Exercise instructions:
What lines below contain the word "ApiError"? Please pull each one out.

Information shown:
╭──

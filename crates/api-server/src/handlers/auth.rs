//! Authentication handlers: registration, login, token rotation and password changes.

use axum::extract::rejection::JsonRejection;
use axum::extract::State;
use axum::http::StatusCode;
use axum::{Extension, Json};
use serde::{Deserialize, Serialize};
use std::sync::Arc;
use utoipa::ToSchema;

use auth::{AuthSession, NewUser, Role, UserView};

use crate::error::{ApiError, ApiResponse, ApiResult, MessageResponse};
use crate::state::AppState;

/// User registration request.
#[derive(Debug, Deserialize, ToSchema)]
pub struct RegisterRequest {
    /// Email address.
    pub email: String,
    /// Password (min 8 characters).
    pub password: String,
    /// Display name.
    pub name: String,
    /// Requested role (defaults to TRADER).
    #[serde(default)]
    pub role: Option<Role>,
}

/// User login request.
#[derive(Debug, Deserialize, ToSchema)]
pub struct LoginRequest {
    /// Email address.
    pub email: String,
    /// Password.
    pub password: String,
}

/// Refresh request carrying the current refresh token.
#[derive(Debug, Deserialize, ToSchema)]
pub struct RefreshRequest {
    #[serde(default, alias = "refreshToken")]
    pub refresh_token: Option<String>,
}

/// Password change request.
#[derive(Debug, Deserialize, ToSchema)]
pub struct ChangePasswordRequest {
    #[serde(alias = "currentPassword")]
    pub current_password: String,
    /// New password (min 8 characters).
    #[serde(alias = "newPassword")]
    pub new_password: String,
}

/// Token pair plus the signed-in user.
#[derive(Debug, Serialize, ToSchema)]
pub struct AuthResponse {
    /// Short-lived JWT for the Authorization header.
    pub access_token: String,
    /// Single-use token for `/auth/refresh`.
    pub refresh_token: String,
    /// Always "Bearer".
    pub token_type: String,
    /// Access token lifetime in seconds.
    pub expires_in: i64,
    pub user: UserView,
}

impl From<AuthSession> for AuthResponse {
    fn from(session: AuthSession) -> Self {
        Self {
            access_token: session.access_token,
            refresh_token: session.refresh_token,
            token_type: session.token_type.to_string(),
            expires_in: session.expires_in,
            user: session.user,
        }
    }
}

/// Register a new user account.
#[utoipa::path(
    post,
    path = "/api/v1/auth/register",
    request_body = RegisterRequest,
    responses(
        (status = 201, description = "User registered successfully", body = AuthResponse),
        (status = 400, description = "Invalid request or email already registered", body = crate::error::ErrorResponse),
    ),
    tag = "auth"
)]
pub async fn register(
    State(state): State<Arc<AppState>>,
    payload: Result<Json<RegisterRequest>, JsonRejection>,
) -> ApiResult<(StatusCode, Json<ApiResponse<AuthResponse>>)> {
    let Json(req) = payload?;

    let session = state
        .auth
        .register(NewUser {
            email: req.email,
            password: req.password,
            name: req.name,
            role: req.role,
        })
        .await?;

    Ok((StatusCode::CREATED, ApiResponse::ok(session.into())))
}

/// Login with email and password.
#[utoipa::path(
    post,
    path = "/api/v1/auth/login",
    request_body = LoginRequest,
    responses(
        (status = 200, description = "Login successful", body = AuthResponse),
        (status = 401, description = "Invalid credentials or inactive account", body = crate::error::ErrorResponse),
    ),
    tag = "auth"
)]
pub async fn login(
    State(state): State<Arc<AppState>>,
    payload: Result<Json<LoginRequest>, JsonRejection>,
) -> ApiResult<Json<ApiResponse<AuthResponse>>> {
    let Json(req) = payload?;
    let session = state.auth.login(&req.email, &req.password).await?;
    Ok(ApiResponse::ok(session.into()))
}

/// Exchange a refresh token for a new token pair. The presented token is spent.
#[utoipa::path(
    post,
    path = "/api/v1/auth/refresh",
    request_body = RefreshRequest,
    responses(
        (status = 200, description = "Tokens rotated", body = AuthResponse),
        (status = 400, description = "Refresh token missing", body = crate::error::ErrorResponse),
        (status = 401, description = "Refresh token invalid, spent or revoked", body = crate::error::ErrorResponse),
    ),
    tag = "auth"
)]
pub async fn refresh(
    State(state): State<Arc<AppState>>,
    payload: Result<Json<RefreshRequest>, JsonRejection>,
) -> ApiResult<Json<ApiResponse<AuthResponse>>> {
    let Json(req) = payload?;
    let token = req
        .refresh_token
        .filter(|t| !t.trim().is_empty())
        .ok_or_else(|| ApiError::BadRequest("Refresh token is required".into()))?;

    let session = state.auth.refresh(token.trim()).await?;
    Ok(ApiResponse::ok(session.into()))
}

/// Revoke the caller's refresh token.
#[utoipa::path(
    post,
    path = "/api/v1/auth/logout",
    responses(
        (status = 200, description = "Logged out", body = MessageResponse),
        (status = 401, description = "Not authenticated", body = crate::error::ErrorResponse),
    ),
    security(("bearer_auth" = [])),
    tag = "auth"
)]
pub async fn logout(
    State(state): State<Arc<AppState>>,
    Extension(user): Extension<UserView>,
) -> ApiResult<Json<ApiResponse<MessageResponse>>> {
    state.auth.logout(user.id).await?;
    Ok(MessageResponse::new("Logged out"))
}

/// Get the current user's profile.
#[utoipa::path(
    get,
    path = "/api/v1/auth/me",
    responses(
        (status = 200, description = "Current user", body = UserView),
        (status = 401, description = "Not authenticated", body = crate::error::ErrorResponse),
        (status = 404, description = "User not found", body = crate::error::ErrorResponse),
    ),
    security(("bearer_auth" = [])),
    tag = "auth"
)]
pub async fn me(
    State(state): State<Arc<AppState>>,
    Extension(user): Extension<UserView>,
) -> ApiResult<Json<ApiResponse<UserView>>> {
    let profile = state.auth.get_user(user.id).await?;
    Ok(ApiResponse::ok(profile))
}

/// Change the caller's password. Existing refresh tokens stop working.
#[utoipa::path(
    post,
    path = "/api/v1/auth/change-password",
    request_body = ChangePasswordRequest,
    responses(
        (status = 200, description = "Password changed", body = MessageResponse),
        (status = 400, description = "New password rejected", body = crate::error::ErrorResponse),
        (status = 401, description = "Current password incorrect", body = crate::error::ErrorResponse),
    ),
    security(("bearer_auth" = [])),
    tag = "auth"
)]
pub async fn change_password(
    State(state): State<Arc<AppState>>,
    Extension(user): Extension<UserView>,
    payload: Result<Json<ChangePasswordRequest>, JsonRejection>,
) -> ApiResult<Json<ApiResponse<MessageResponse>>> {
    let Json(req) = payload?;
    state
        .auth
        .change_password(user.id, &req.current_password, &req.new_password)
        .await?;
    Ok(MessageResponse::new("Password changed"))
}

╰──

Answer area:
use crate::error::{ApiError, ApiResponse, ApiResult, MessageResponse};
        .ok_or_else(|| ApiError::BadRequest("Refresh token is required".into()))?;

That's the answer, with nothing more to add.